[Stored data entries]
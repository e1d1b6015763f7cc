// Copyright (c) 2025 Steve Wagner (ciroque@live.com)
// SPDX-License-Identifier: MIT

//! Message types for configuration discovery and loading.

use crate::observability::messages::StructuredLog;
use std::fmt::{Display, Formatter};
use std::path::Path;
use tracing::Span;

/// A configuration file was found by discovery.
///
/// # Log Level
/// `debug!` - Diagnostic detail
pub struct ConfigurationDiscovered<'a> {
    pub path: &'a Path,
    pub environment: Option<&'a str>,
}

impl Display for ConfigurationDiscovered<'_> {
    fn fmt(&self, f: &mut Formatter) -> std::fmt::Result {
        match self.environment {
            Some(env) => write!(
                f,
                "Using configuration file {} for environment '{}'",
                self.path.display(),
                env
            ),
            None => write!(f, "Using configuration file {}", self.path.display()),
        }
    }
}

impl StructuredLog for ConfigurationDiscovered<'_> {
    fn log(&self) {
        tracing::debug!(
            path = %self.path.display(),
            environment = self.environment,
            "{}", self
        );
    }

    fn span(&self, name: &str) -> Span {
        tracing::debug_span!(
            "configuration_discovered",
            span_name = name,
            path = %self.path.display(),
            environment = self.environment,
        )
    }
}

/// The engine configuration was parsed, templated and validated.
///
/// # Log Level
/// `info!` - Important operational event
///
/// # Example
/// ```
/// use the_loom::observability::messages::config::ConfigurationLoaded;
///
/// let msg = ConfigurationLoaded {
///     source: "config.yaml",
///     workspace: "acme",
///     module_count: 3,
///     enabled_count: 2,
/// };
///
/// assert_eq!(
///     msg.to_string(),
///     "Loaded configuration from config.yaml for workspace 'acme': 3 modules, 2 enabled"
/// );
/// ```
pub struct ConfigurationLoaded<'a> {
    pub source: &'a str,
    pub workspace: &'a str,
    pub module_count: usize,
    pub enabled_count: usize,
}

impl Display for ConfigurationLoaded<'_> {
    fn fmt(&self, f: &mut Formatter) -> std::fmt::Result {
        write!(
            f,
            "Loaded configuration from {} for workspace '{}': {} modules, {} enabled",
            self.source, self.workspace, self.module_count, self.enabled_count
        )
    }
}

impl StructuredLog for ConfigurationLoaded<'_> {
    fn log(&self) {
        tracing::info!(
            source = self.source,
            workspace = self.workspace,
            module_count = self.module_count,
            enabled_count = self.enabled_count,
            "{}", self
        );
    }

    fn span(&self, name: &str) -> Span {
        tracing::info_span!(
            "configuration_loaded",
            span_name = name,
            source = self.source,
            workspace = self.workspace,
        )
    }
}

WORK INSTRUCTION: In the answer, each line of the data must appear exactly as written.

EXERCISE RESPONSE:
repository e1d1b6015763f7cc
// Copyright (c) 2025 Steve Wagner (ciroque@live.com)
// SPDX-License-Identifier: MIT

//! Message types for configuration discovery and loading.

use crate::observability::messages::StructuredLog;
use std::fmt::{Display, Formatter};
use std::path::Path;
use tracing::Span;

/// A configuration file was found by discovery.
///
/// # Log Level
/// `debug!` - Diagnostic detail
pub struct ConfigurationDiscovered<'a> {
    pub path: &'a Path,
    pub environment: Option<&'a str>,
}

impl Display for ConfigurationDiscovered<'_> {
    fn fmt(&self, f: &mut Formatter) -> std::fmt::Result {
        match self.environment {
            Some(env) => write!(
                f,
                "Using configuration file {} for environment '{}'",
                self.path.display(),
                env
            ),
            None => write!(f, "Using configuration file {}", self.path.display()),
        }
    }
}

impl StructuredLog for ConfigurationDiscovered<'_> {
    fn log(&self) {
        tracing::debug!(
            path = %self.path.display(),
            environment = self.environment,
            "{}", self
        );
    }

    fn span(&self, name: &str) -> Span {
        tracing::debug_span!(
            "configuration_discovered",
            span_name = name,
            path = %self.path.display(),
            environment = self.environment,
        )
    }
}

/// The engine configuration was parsed, templated and validated.
///
/// # Log Level
/// `info!` - Important operational event
///
/// # Example
/// ```
/// use the_loom::observability::messages::config::ConfigurationLoaded;
///
/// let msg = ConfigurationLoaded {
///     source: "config.yaml",
///     workspace: "acme",
///     module_count: 3,
///     enabled_count: 2,
/// };
///
/// assert_eq!(
///     msg.to_string(),
///     "Loaded configuration from config.yaml for workspace 'acme': 3 modules, 2 enabled"
/// );
/// ```
pub struct ConfigurationLoaded<'a> {
    pub source: &'a str,
    pub workspace: &'a str,
    pub module_count: usize,
    pub enabled_count: usize,
}

impl Display for ConfigurationLoaded<'_> {
    fn fmt(&self, f: &mut Formatter) -> std::fmt::Result {
        write!(
            f,
            "Loaded configuration from {} for workspace '{}': {} modules, {} enabled",
            self.source, self.workspace, self.module_count, self.enabled_count
        )
    }
}

impl StructuredLog for ConfigurationLoaded<'_> {
    fn log(&self) {
        tracing::info!(
            source = self.source,
            workspace = self.workspace,
            module_count = self.module_count,
            enabled_count = self.enabled_count,
            "{}", self
        );
    }

    fn span(&self, name: &str) -> Span {
        tracing::info_span!(
            "configuration_loaded",
            span_name = name,
            source = self.source,
            workspace = self.workspace,
        )
    }
}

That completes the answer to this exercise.